What's Available to Buy
Rose's Grenadine is the easiest brand to find, but it's basically corn syrup dyed red. Fortunately, there are a lot of other choices made with real pomegranate. They cost more, but that's because fruit is more expensive than corn syrup. Small Hand Foods, Employees Only, Stirrings, and Sonoma Syrup make some of my favorites (with actual pomegranate.) I've also heard good things about Okole Maluna's Hibiscus Grenadine.
While there are a lot of fantastic small batch grenadines out there, it's so easy to make your own that is suited to your specific tastes.
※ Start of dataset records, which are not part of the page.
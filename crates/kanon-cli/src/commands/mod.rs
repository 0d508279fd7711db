//! CLI commands and argument parsing.

pub mod convert;
pub mod create;
pub mod doc;
pub mod inspect;

use std::fmt;

use anyhow::{Context, Result};
use clap::{Parser, Subcommand, ValueEnum};

use kanon_compiler::{loader::DEFAULT_IGNORE_PATTERN, CompilerConfig, LoaderConfig};

/// Kanon - Gatekeeper policy toolchain for Rego
#[derive(Parser)]
#[command(name = "kanon")]
#[command(author, version, about, long_about = None)]
pub struct Cli {
    /// Log verbosity, overrides RUST_LOG
    #[arg(long, global = true, env = "KANON_LOG_LEVEL")]
    pub log_level: Option<LogLevel>,

    /// Regular expression for paths to skip
    #[arg(long, global = true, env = "KANON_IGNORE", default_value = DEFAULT_IGNORE_PATTERN)]
    pub ignore: String,

    #[command(subcommand)]
    pub command: Commands,
}

/// Available commands.
#[derive(Subcommand)]
pub enum Commands {
    /// Create ConstraintTemplates and Constraints from policies
    Create(create::CreateArgs),

    /// Generate Markdown documentation for policies
    Doc(doc::DocArgs),

    /// Rewrite legacy annotations as OPA METADATA blocks
    Convert(convert::ConvertArgs),

    /// Print the extracted policy records as JSON
    Inspect(inspect::InspectArgs),

    /// Print version information
    Version,
}

/// Log verbosity accepted by `--log-level`.
#[derive(Clone, Copy, Debug, PartialEq, Eq, ValueEnum)]
pub enum LogLevel {
    /// Errors only
    Error,
    /// Warnings and errors
    Warn,
    /// Progress messages
    Info,
    /// Per-file detail
    Debug,
    /// Everything
    Trace,
}

impl fmt::Display for LogLevel {
    fn fmt(&self, f: &mut fmt::Formatter<'_>) -> fmt::Result {
        let level = match self {
            Self::Error => "error",
            Self::Warn => "warn",
            Self::Info => "info",
            Self::Debug => "debug",
            Self::Trace => "trace",
        };
        f.write_str(level)
    }
}

/// Builds the compiler configuration shared by every command.
pub fn compiler_config(ignore: &str) -> Result<CompilerConfig> {
    let loader = LoaderConfig::new()
        .with_ignore_pattern(ignore)
        .with_context(|| format!("Invalid ignore pattern: {ignore}"))?;
    Ok(CompilerConfig::new().with_loader(loader))
}
//! Inspect command implementation.

use std::path::PathBuf;

use anyhow::{Context, Result};
use clap::Args;
use tracing::info;

use kanon_compiler::Compiler;

/// Arguments for the inspect command.
#[derive(Args)]
pub struct InspectArgs {
    /// Directory containing the policies
    #[arg(default_value = ".")]
    pub path: PathBuf,

    /// Print the policies on a single line
    #[arg(long)]
    pub compact: bool,
}

/// Runs the inspect command.
pub fn run(args: &InspectArgs, ignore: &str) -> Result<()> {
    info!(path = ?args.path, "Inspecting policies");

    let compiler = Compiler::new(super::compiler_config(ignore)?);
    let policies = compiler
        .compile_dir(&args.path)
        .with_context(|| format!("Failed to compile policies in {}", args.path.display()))?;

    let json = if args.compact {
        serde_json::to_string(&policies)?
    } else {
        serde_json::to_string_pretty(&policies)?
    };
    println!("{json}");
    Ok(())
}
//! # Kanon Compiler
//!
//! Static metadata extraction for Rego policies and the generators that
//! consume it.
//!
//! This crate provides functionality for:
//!
//! - Loading a policy directory into package-indexed modules
//! - Reading legacy `@tag` and OPA METADATA header annotations
//! - Normalizing matchers and checking parameter references
//! - Resolving library imports transitively
//! - Building Gatekeeper manifests, built in or from custom templates, and
//!   Markdown documentation
//!
//! Policy logic is never evaluated; rule heads, imports and comments are all
//! that is inspected.
//!
//! ## Example
//!
//! ```rust,no_run
//! use kanon_compiler::manifest::{to_yaml, ManifestBuilder, ManifestOptions};
//! use kanon_compiler::{Compiler, CompilerConfig, LoaderConfig};
//!
//! let config = CompilerConfig::new()
//!     .with_loader(LoaderConfig::new().with_ignore_pattern("deprecated/")?);
//! let policies = Compiler::new(config).compile_dir("policies")?;
//!
//! let builder = ManifestBuilder::new(ManifestOptions::new().with_dryrun(true));
//! for policy in &policies {
//!     if let Some(template) = builder.build(policy)?.template {
//!         println!("{}", to_yaml(&template)?);
//!     }
//! }
//! # Ok::<(), kanon_compiler::CompilerError>(())
//! ```

#![forbid(unsafe_code)]
#![warn(missing_docs)]

pub mod annotations;
pub mod classifier;
pub mod compiler;
pub mod convert;
pub mod custom_template;
pub mod docs;
pub mod error;
pub mod loader;
pub mod manifest;
pub mod matchers;
pub mod parameters;
pub mod parser;
pub mod resolver;


pub use annotations::{Annotations, HeaderAnnotations};
pub use classifier::classify;
pub use compiler::{Compiler, CompilerConfig};
pub use custom_template::CustomTemplate;
pub use error::{AnnotationError, CompilerError, Result};
pub use loader::{Loader, LoaderConfig, ModuleSet};
pub use manifest::{
    ManifestBuilder, ManifestOptions, Manifests, RenderedManifests, TemplateVersion,
};
pub use parser::{Parser, RegoModule};
pub use resolver::{Resolver, ResolverConfig};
Whether you juice your own pomegranate or buy bottled pomegranate juice, it still ends up being cheaper to make it yourself, too.
DIY grenadine is as quick to make as simple syrup, and you are in control of how sweet it is. I like to use a little pomegranate molasses and rosewater for a more complex grenadine, but you can also keep it basic with just pomegranate juice and sugar. You could add floral touches like hibiscus flowers or orange blossom water, or even add other fruit flavors like blueberry or cherry.
Get the Recipe
The ultimate respectable cocktail made with grenadine is the Jack Rose. The lesser-known but also classic Ward Eight, Pink Lady, and Clover Club also use this gorgeous ruby syrup without making things too sweet.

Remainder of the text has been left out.